From the first line of the entries below to the line with "const REFERENCE_IMAGE_PREFIX: &str", give each line again exactly.

----------------

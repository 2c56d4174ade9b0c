//! Turns the two inbound encodings (multipart form, JSON document) into one
//! canonical [`GenerationRequest`].

use crate::config::{GenerationDefaults, MAX_INPUT_IMAGES};
use crate::error::GatewayError;
use axum::extract::Multipart;
use base64::Engine;
use base64::alphabet;
use base64::engine::{DecodePaddingMode, GeneralPurpose, GeneralPurposeConfig};
use bytes::Bytes;
use serde_json::Value;
use std::collections::HashMap;

const REFERENCE_IMAGE_PREFIX: &str = "input_image_";
const TEXT_FIELDS: &[&str] = &["prompt", "input", "steps", "width", "height", "seed"];

const DATA_URI_BASE64: GeneralPurpose = GeneralPurpose::new(
    &alphabet::STANDARD,
    GeneralPurposeConfig::new().with_decode_padding_mode(DecodePaddingMode::Indifferent),
);

#[derive(Debug, Clone, PartialEq, Eq)]
pub struct ReferenceImage {
    pub data: Bytes,
    pub content_type: Option<String>,
    pub file_name: Option<String>,
}

impl ReferenceImage {
    pub fn new(data: impl Into<Bytes>) -> Self {
        Self {
            data: data.into(),
            content_type: None,
            file_name: None,
        }
    }
}

/// Canonical generation request. The prompt is never blank and there are never
/// more than `MAX_INPUT_IMAGES` reference images.
#[derive(Debug, Clone, PartialEq, Eq)]
pub struct GenerationRequest {
    prompt: String,
    steps: u32,
    width: u32,
    height: u32,
    seed: Option<i64>,
    reference_images: Vec<ReferenceImage>,
}

impl GenerationRequest {
    pub fn new(
        prompt: impl Into<String>,
        defaults: GenerationDefaults,
    ) -> Result<Self, GatewayError> {
        let prompt = prompt.into();
        if prompt.trim().is_empty() {
            return Err(GatewayError::Validation("Prompt is required".to_string()));
        }
        Ok(Self {
            prompt,
            steps: defaults.steps,
            width: defaults.width,
            height: defaults.height,
            seed: None,
            reference_images: Vec::new(),
        })
    }

    pub fn with_steps(mut self, steps: u32) -> Self {
        self.steps = steps;
        self
    }

    pub fn with_size(mut self, width: u32, height: u32) -> Self {
        self.width = width;
        self.height = height;
        self
    }

    pub fn with_seed(mut self, seed: Option<i64>) -> Self {
        self.seed = seed;
        self
    }

    /// Extra images past `MAX_INPUT_IMAGES` are dropped.
    pub fn with_reference_images(mut self, mut images: Vec<ReferenceImage>) -> Self {
        images.truncate(MAX_INPUT_IMAGES);
        self.reference_images = images;
        self
    }

    pub fn prompt(&self) -> &str {
        &self.prompt
    }

    pub fn steps(&self) -> u32 {
        self.steps
    }

    pub fn width(&self) -> u32 {
        self.width
    }

    pub fn height(&self) -> u32 {
        self.height
    }

    pub fn seed(&self) -> Option<i64> {
        self.seed
    }

    pub fn reference_images(&self) -> &[ReferenceImage] {
        &self.reference_images
    }
}

/// Fields and file parts of a multipart body, collected before normalization.
/// The first occurrence of a name wins.
#[derive(Debug, Clone, Default)]
pub struct RawForm {
    pub fields: HashMap<String, String>,
    pub files: HashMap<String, ReferenceImage>,
}

impl RawForm {
    pub fn text(mut self, name: &str, value: impl Into<String>) -> Self {
        self.fields.entry(name.to_string()).or_insert(value.into());
        self
    }

    pub fn file(mut self, name: &str, image: ReferenceImage) -> Self {
        self.files.entry(name.to_string()).or_insert(image);
        self
    }
}

pub async fn read_multipart(mut multipart: Multipart) -> Result<RawForm, GatewayError> {
    let mut form = RawForm::default();
    while let Some(field) = multipart
        .next_field()
        .await
        .map_err(|err| GatewayError::InvalidBody(format!("invalid multipart body: {err}")))?
    {
        let name = field.name().unwrap_or_default().to_string();
        if reference_slot(&name).is_some() {
            // Plain text parts under an image name are not images.
            if field.file_name().is_none() {
                continue;
            }
            let file_name = field.file_name().map(str::to_string);
            let content_type = field.content_type().map(str::to_string);
            let data = field.bytes().await.map_err(|err| {
                GatewayError::InvalidBody(format!("failed to read {name}: {err}"))
            })?;
            form = form.file(
                &name,
                ReferenceImage {
                    data,
                    content_type,
                    file_name,
                },
            );
        } else if TEXT_FIELDS.contains(&name.as_str()) {
            let value = field.text().await.map_err(|err| {
                GatewayError::InvalidBody(format!("failed to read {name}: {err}"))
            })?;
            form = form.text(&name, value);
        }
    }
    Ok(form)
}

pub fn normalize_form(
    mut form: RawForm,
    defaults: GenerationDefaults,
) -> Result<GenerationRequest, GatewayError> {
    let prompt = ["prompt", "input"]
        .iter()
        .filter_map(|key| form.fields.get(*key))
        .find(|value| !value.trim().is_empty())
        .cloned()
        .unwrap_or_default();

    let images: Vec<ReferenceImage> = (0..MAX_INPUT_IMAGES)
        .filter_map(|slot| form.files.remove(&format!("{REFERENCE_IMAGE_PREFIX}{slot}")))
        .filter(|image| !image.data.is_empty())
        .collect();

    let field = |key: &str| form.fields.get(key).map(String::as_str);
    Ok(GenerationRequest::new(prompt, defaults)?
        .with_steps(parse_dimension(field("steps")).unwrap_or(defaults.steps))
        .with_size(
            parse_dimension(field("width")).unwrap_or(defaults.width),
            parse_dimension(field("height")).unwrap_or(defaults.height),
        )
        .with_seed(field("seed").and_then(parse_seed))
        .with_reference_images(images))
}

pub fn normalize_json(
    body: &Value,
    defaults: GenerationDefaults,
) -> Result<GenerationRequest, GatewayError> {
    let obj = body.as_object().ok_or_else(|| {
        GatewayError::InvalidBody("request body must be a JSON object".to_string())
    })?;

    let prompt = ["prompt", "input"]
        .iter()
        .filter_map(|key| obj.get(*key))
        .filter_map(prompt_text)
        .find(|text| !text.trim().is_empty())
        .unwrap_or_default();

    let images: Vec<ReferenceImage> = obj
        .get("images")
        .and_then(Value::as_array)
        .map(|entries| {
            entries
                .iter()
                .take(MAX_INPUT_IMAGES)
                .filter_map(Value::as_str)
                .filter_map(decode_data_uri)
                .collect()
        })
        .unwrap_or_default();

    Ok(GenerationRequest::new(prompt, defaults)?
        .with_steps(json_dimension(obj.get("steps")).unwrap_or(defaults.steps))
        .with_size(
            json_dimension(obj.get("width")).unwrap_or(defaults.width),
            json_dimension(obj.get("height")).unwrap_or(defaults.height),
        )
        .with_seed(obj.get("seed").and_then(json_seed))
        .with_reference_images(images))
}

/// Decodes `data:image/<type>[;base64],<payload>` into a blob. Anything else,
/// or a payload that fails to decode, yields `None`.
pub fn decode_data_uri(uri: &str) -> Option<ReferenceImage> {
    let rest = strip_prefix_ignore_case(uri.trim(), "data:")?;
    let (meta, payload) = rest.split_once(',')?;
    let mut params = meta.split(';');
    let media_type = params.next().unwrap_or_default().trim();
    if !media_type.to_ascii_lowercase().starts_with("image/") {
        return None;
    }
    let is_base64 = params.any(|p| p.trim().eq_ignore_ascii_case("base64"));

    let data = if is_base64 {
        let compact: String = payload.chars().filter(|c| !c.is_whitespace()).collect();
        DATA_URI_BASE64.decode(compact.as_bytes()).ok()?
    } else {
        percent_encoding::percent_decode_str(payload).collect::<Vec<u8>>()
    };
    if data.is_empty() {
        return None;
    }

    let extension = media_type
        .split_once('/')
        .map(|(_, sub)| sub.split('+').next().unwrap_or(sub).to_string())
        .unwrap_or_else(|| "png".to_string());
    Some(ReferenceImage {
        data: Bytes::from(data),
        content_type: Some(media_type.to_string()),
        file_name: Some(format!("image.{extension}")),
    })
}

fn reference_slot(name: &str) -> Option<usize> {
    name.strip_prefix(REFERENCE_IMAGE_PREFIX)?
        .parse::<usize>()
        .ok()
        .filter(|slot| *slot < MAX_INPUT_IMAGES)
}

fn strip_prefix_ignore_case<'a>(value: &'a str, prefix: &str) -> Option<&'a str> {
    let head = value.get(..prefix.len())?;
    head.eq_ignore_ascii_case(prefix)
        .then(|| &value[prefix.len()..])
}

fn prompt_text(value: &Value) -> Option<String> {
    match value {
        Value::Null => None,
        Value::String(s) => Some(s.clone()),
        Value::Bool(_) | Value::Number(_) => Some(value.to_string()),
        Value::Array(_) | Value::Object(_) => serde_json::to_string(value).ok(),
    }
}

/// Whole positive integers only; `"4.5"` or `"512px"` fall back to the default.
fn parse_dimension(raw: Option<&str>) -> Option<u32> {
    raw.and_then(|v| v.trim().parse::<u32>().ok())
        .filter(|v| *v > 0)
}

fn json_dimension(value: Option<&Value>) -> Option<u32> {
    match value? {
        Value::String(s) => parse_dimension(Some(s.as_str())),
        other => json_integer(other)
            .and_then(|v| u32::try_from(v).ok())
            .filter(|v| *v > 0),
    }
}

fn parse_seed(raw: &str) -> Option<i64> {
    raw.trim().parse::<i64>().ok()
}

fn json_seed(value: &Value) -> Option<i64> {
    match value {
        Value::String(s) => parse_seed(s),
        other => json_integer(other),
    }
}

fn json_integer(value: &Value) -> Option<i64> {
    if let Some(v) = value.as_i64() {
        return Some(v);
    }
    let f = value.as_f64()?;
    (f.is_finite() && f.fract() == 0.0 && f.abs() < i64::MAX as f64).then_some(f as i64)
}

----------------

Task solution —
repository 2c56d4174ade9b0c
//! Turns the two inbound encodings (multipart form, JSON document) into one
//! canonical [`GenerationRequest`].

use crate::config::{GenerationDefaults, MAX_INPUT_IMAGES};
use crate::error::GatewayError;
use axum::extract::Multipart;
use base64::Engine;
use base64::alphabet;
use base64::engine::{DecodePaddingMode, GeneralPurpose, GeneralPurposeConfig};
use bytes::Bytes;
use serde_json::Value;
use std::collections::HashMap;

const REFERENCE_IMAGE_PREFIX: &str = "input_image_";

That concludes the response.